だが、一見するとナイスミドルのおじさんは眉根をピクリと動かす。僅かだが動揺を見せたので、予想があたった模様。この場合、どんな実験を指さしていたかによるが、どんな研究をしていたんだ? ……とりあえずは社会人の力を見せてやろう。

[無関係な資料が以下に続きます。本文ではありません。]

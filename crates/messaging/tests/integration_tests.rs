//! Integration tests for the messaging crate
//!
//! These tests drive a full `MessagingSession` against a scripted in-memory
//! server, covering the complete poll / merge / send / scroll flow.

use chrono::DateTime;
use messaging::{
    ApiError, Conversation, ConversationFetcher, CredentialStore, InMemoryTokenStore, Message,
    MessageId, MessagingSession, Peer, ScrollCommand, SessionEvent, UserId, ViewState, Viewport,
};
use std::collections::HashMap;
use std::sync::{Arc, Mutex};
use std::time::{Duration, Instant};

/// Current user's id on the scripted server
const ME: i64 = 1;

/// In-memory stand-in for the REST backend.
///
/// Threads are keyed by peer id; the conversation list is derived from the
/// last message per peer, newest first, like the real endpoint.
struct ScriptedServer {
    threads: Mutex<HashMap<i64, Vec<Message>>>,
    usernames: HashMap<i64, &'static str>,
    next_id: Mutex<i64>,
    fail_all: Mutex<Option<fn() -> ApiError>>,
}

impl ScriptedServer {
    fn new() -> Self {
        Self {
            threads: Mutex::new(HashMap::new()),
            usernames: HashMap::from([(42, "alice"), (7, "bob")]),
            next_id: Mutex::new(1),
            fail_all: Mutex::new(None),
        }
    }

    /// Seed a message as if the peer had sent it earlier
    fn receive(&self, peer: i64, content: &str, at_secs: i64) -> Message {
        let mut next_id = self.next_id.lock().unwrap();
        let msg = Message {
            id: MessageId::new(*next_id),
            sender: UserId::new(peer),
            receiver: UserId::new(ME),
            content: content.to_string(),
            created_at: DateTime::from_timestamp(at_secs, 0).unwrap(),
            is_read: false,
        };
        *next_id += 1;
        self.threads
            .lock()
            .unwrap()
            .entry(peer)
            .or_default()
            .push(msg.clone());
        msg
    }

    fn start_failing(&self, make: fn() -> ApiError) {
        *self.fail_all.lock().unwrap() = Some(make);
    }

    fn stop_failing(&self) {
        *self.fail_all.lock().unwrap() = None;
    }

    fn check(&self) -> Result<(), ApiError> {
        match *self.fail_all.lock().unwrap() {
            Some(make) => Err(make()),
            None => Ok(()),
        }
    }
}

impl ConversationFetcher for ScriptedServer {
    fn fetch_thread(&self, peer: UserId) -> Result<Vec<Message>, ApiError> {
        self.check()?;
        Ok(self
            .threads
            .lock()
            .unwrap()
            .get(&peer.as_i64())
            .cloned()
            .unwrap_or_default())
    }

    fn fetch_conversations(&self) -> Result<Vec<Conversation>, ApiError> {
        self.check()?;
        let threads = self.threads.lock().unwrap();
        let mut convos: Vec<Conversation> = threads
            .iter()
            .filter_map(|(peer, messages)| {
                let last = messages.iter().max_by_key(|m| (m.created_at, m.id))?;
                let username = self.usernames.get(peer).copied().unwrap_or("unknown");
                Some(Conversation::new(
                    Peer::new(*peer, username),
                    last.clone(),
                ))
            })
            .collect();
        convos.sort_by(|a, b| b.last_message.created_at.cmp(&a.last_message.created_at));
        Ok(convos)
    }

    fn send_message(&self, receiver: UserId, content: &str) -> Result<Message, ApiError> {
        self.check()?;
        let mut next_id = self.next_id.lock().unwrap();
        let at_secs = 10_000 + *next_id;
        let msg = Message {
            id: MessageId::new(*next_id),
            sender: UserId::new(ME),
            receiver,
            content: content.to_string(),
            created_at: DateTime::from_timestamp(at_secs, 0).unwrap(),
            is_read: false,
        };
        *next_id += 1;
        self.threads
            .lock()
            .unwrap()
            .entry(receiver.as_i64())
            .or_default()
            .push(msg.clone());
        Ok(msg)
    }
}

fn session_for(server: &Arc<ScriptedServer>) -> MessagingSession {
    MessagingSession::new(
        Arc::clone(server) as Arc<dyn ConversationFetcher>,
        Arc::new(InMemoryTokenStore::new(Some("tok".into()))),
    )
}

#[test]
fn test_poll_send_poll_scenario() {
    // The end-to-end flow: poll yields one message, the user sends a reply,
    // the next poll confirms it without duplication or spurious re-renders.
    let server = Arc::new(ScriptedServer::new());
    server.receive(42, "hi", 100);

    let mut session = session_for(&server);
    let now = Instant::now();
    assert!(session.open(Some(UserId::new(42)), now).is_empty());

    // Poll #1 fires immediately and fills the view
    let events = session.tick(now);
    assert!(events.contains(&SessionEvent::ConversationsChanged));
    assert!(events.contains(&SessionEvent::ThreadChanged(ScrollCommand::JumpToBottom)));
    assert_eq!(session.view(), ViewState::Ready(UserId::new(42)));
    assert_eq!(session.store().thread().len(), 1);

    // User replies
    session.set_draft("yo");
    let events = session.send(now);
    assert!(matches!(events[0], SessionEvent::MessageSent(_)));
    assert!(events.contains(&SessionEvent::ThreadChanged(ScrollCommand::AnimateToBottom)));
    assert_eq!(session.store().thread().len(), 2);
    assert!(session.draft().is_empty());

    // Poll #2 returns both messages: same set, so nothing re-renders and no
    // scroll event fires
    let next = now + Duration::from_millis(1000);
    let events = session.tick(next);
    assert!(
        !events
            .iter()
            .any(|e| matches!(e, SessionEvent::ThreadChanged(_))),
        "unchanged thread must not re-render: {:?}",
        events
    );
    assert_eq!(session.store().thread().len(), 2);

    let contents: Vec<&str> = session
        .store()
        .thread()
        .iter()
        .map(|m| m.content.as_str())
        .collect();
    assert_eq!(contents, vec!["hi", "yo"]);
}

#[test]
fn test_new_message_auto_scrolls_when_at_bottom() {
    let server = Arc::new(ScriptedServer::new());
    server.receive(42, "first", 100);

    let mut session = session_for(&server);
    let now = Instant::now();
    session.open(Some(UserId::new(42)), now);
    session.tick(now);

    // Peer sends another message before the next cycle
    server.receive(42, "second", 200);

    let next = now + Duration::from_millis(1000);
    let events = session.tick(next);
    assert!(events.contains(&SessionEvent::ThreadChanged(ScrollCommand::AnimateToBottom)));
}

#[test]
fn test_new_message_holds_viewport_while_reading_history() {
    let server = Arc::new(ScriptedServer::new());
    server.receive(42, "first", 100);

    let mut session = session_for(&server);
    let now = Instant::now();
    session.open(Some(UserId::new(42)), now);
    session.tick(now);

    // User scrolls up into history
    session.on_scroll(
        Viewport {
            offset: 50.0,
            viewport: 400.0,
            content: 2000.0,
        },
        now + Duration::from_millis(100),
    );

    server.receive(42, "second", 200);

    let next = now + Duration::from_millis(1000);
    let events = session.tick(next);
    assert!(
        events.contains(&SessionEvent::ThreadChanged(ScrollCommand::Hold)),
        "viewport must not move while reading history: {:?}",
        events
    );
}

#[test]
fn test_peer_switch_discards_stale_thread() {
    let server = Arc::new(ScriptedServer::new());
    server.receive(42, "from alice", 100);
    server.receive(7, "from bob", 200);

    let mut session = session_for(&server);
    let now = Instant::now();
    session.open(Some(UserId::new(42)), now);
    session.tick(now);
    assert_eq!(session.store().thread()[0].content, "from alice");

    // Switch to bob: thread drops immediately, the restarted loop is due at
    // once and fills the view with bob's history
    session.select_peer(Some(UserId::new(7)), now);
    assert!(session.store().thread().is_empty());
    assert_eq!(session.view(), ViewState::Loading(UserId::new(7)));

    let events = session.tick(now);
    assert!(events.contains(&SessionEvent::ThreadChanged(ScrollCommand::JumpToBottom)));
    assert_eq!(session.store().thread().len(), 1);
    assert_eq!(session.store().thread()[0].content, "from bob");
}

#[test]
fn test_polling_survives_outage_and_self_heals() {
    let server = Arc::new(ScriptedServer::new());
    server.receive(42, "hi", 100);

    let mut session = session_for(&server);
    let mut at = Instant::now();
    session.open(Some(UserId::new(42)), at);
    session.tick(at);

    // Server goes down for a few cycles
    server.start_failing(|| ApiError::Network("connection refused".into()));
    for _ in 0..3 {
        at += Duration::from_millis(1000);
        let events = session.tick(at);
        assert!(events.is_empty(), "outage cycles are silent: {:?}", events);
        assert!(session.poll().is_running());
    }

    // Server comes back with a new message; the next cycle heals the view
    server.stop_failing();
    server.receive(42, "are you there?", 300);

    at += Duration::from_millis(1000);
    let events = session.tick(at);
    assert!(events.contains(&SessionEvent::ThreadChanged(ScrollCommand::AnimateToBottom)));
    assert_eq!(session.store().thread().len(), 2);
}

#[test]
fn test_auth_rejection_ends_the_session() {
    let server = Arc::new(ScriptedServer::new());
    server.receive(42, "hi", 100);

    let credentials = Arc::new(InMemoryTokenStore::new(Some("tok".into())));
    let mut session = MessagingSession::new(
        Arc::clone(&server) as Arc<dyn ConversationFetcher>,
        Arc::clone(&credentials) as Arc<dyn CredentialStore>,
    );
    let now = Instant::now();
    session.open(Some(UserId::new(42)), now);
    session.tick(now);

    // Token revoked server-side
    server.start_failing(|| ApiError::Auth);

    let next = now + Duration::from_millis(1000);
    let events = session.tick(next);
    assert_eq!(events, vec![SessionEvent::AuthRequired]);
    assert!(!session.poll().is_running());
    assert_eq!(credentials.get(), None);

    // Subsequent ticks are inert
    let events = session.tick(next + Duration::from_millis(1000));
    assert!(events.is_empty());
}

#[test]
fn test_send_failure_keeps_draft_and_session_alive() {
    let server = Arc::new(ScriptedServer::new());
    server.receive(42, "hi", 100);

    let mut session = session_for(&server);
    let now = Instant::now();
    session.open(Some(UserId::new(42)), now);
    session.tick(now);

    server.start_failing(|| ApiError::Status(500));
    session.set_draft("did you get this?");
    let events = session.send(now);
    assert!(matches!(events[0], SessionEvent::SendFailed(_)));
    assert_eq!(session.draft(), "did you get this?");

    // Retry succeeds once the server recovers
    server.stop_failing();
    let events = session.send(now);
    assert!(matches!(events[0], SessionEvent::MessageSent(_)));
    assert!(session.draft().is_empty());
}

#[test]
fn test_conversation_list_tracks_latest_messages() {
    let server = Arc::new(ScriptedServer::new());
    server.receive(42, "old", 100);
    server.receive(7, "newer", 200);

    let mut session = session_for(&server);
    let now = Instant::now();
    session.open(Some(UserId::new(42)), now);
    session.tick(now);

    let peers: Vec<i64> = session
        .store()
        .conversations()
        .iter()
        .map(|c| c.peer.id.as_i64())
        .collect();
    assert_eq!(peers, vec![7, 42]);
    assert_eq!(session.selected_index(), Some(1));

    // Alice sends something newer; the list reorders and selection follows
    server.receive(42, "newest", 300);
    let next = now + Duration::from_millis(1000);
    let events = session.tick(next);
    assert!(events.contains(&SessionEvent::ConversationsChanged));
    assert_eq!(session.selected_index(), Some(0));
}

#[test]
fn test_conversation_only_mode_without_peer() {
    let server = Arc::new(ScriptedServer::new());
    server.receive(42, "hi", 100);

    let mut session = session_for(&server);
    let now = Instant::now();
    session.open(None, now);

    let events = session.tick(now);
    assert_eq!(events, vec![SessionEvent::ConversationsChanged]);
    assert_eq!(session.view(), ViewState::NoPeerSelected);
    assert!(session.store().thread().is_empty());
    assert_eq!(session.store().conversations().len(), 1);
}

「あの研究……。あと少しで完成するところだったか。だが、そうはいかないな」
おっさん忍法知ったかぶり。社会人としての必須能力だ。だいたい知ってたよみたいな態度で頷くと相手が勘違いして話を続けてきて、その間に何を言っているのか推理するわけ。ちなみに知ったかぶりだと見抜かれると窮地に陥ります。
「ふん、人間を魔力ジェネレーターにする計画が漏れていたとは……なかなかやりますね、ウルゴス」
「ふ。堕ちたる神に見抜けぬことなどない」
キラリンとウルゴスアイを光らせて、全部お見通しなんだよと、おっさんは大嘘をついた、リムが俺をチラチラと見てくるが、見てくんな。知らなかったことがバレちゃうでしょ。
「神を名乗るウルゴスさん。合格です、貴方はどうやら私の名前を知るに相応しい有能な魔王らしい」
仰々しく片手を胸へと添えて、物腰丁寧なおじぎをしてきた。有能な魔王ってどこにいるのじゃと顔を巡らすリムの脇腹をこっそりとつねっておく。
「名乗りましょう。私の名前はメフィストフェレス。お知りになっていれば良いのですが」
「メフィストフェレスだと!」
予想外の名乗りに驚き目を剥いてしまう。マジかよ、どこかの悪魔王レベルでネームバリューがある悪魔じゃん。
出雲はナイスミドルのおじさんを見て、隣でフヨフヨ浮くリムも見る。褐色娘は驚いた様子がまったくない。物凄い怪しいんだけど?
「悪魔王リリム。あいつがメフィストフェレスだと知っていたか?」
メフィストフェレスに聞こえる大きさで隣に浮く小悪魔へと問いかける。リムは俺のセリフにクワッと目を開いて、口を尖らせてきた。
「リム。妾の名前はリーム!」
「なんだって? 悪魔王の書たるリリムよ。我に負けた悪魔王リリムさん。あー、リリムさんや?」
ヒョーとムンクの叫ぶ人みたいに両手で頬を挟んで動揺を露わにした。やっぱり知られたくなかったな、コンニャロー。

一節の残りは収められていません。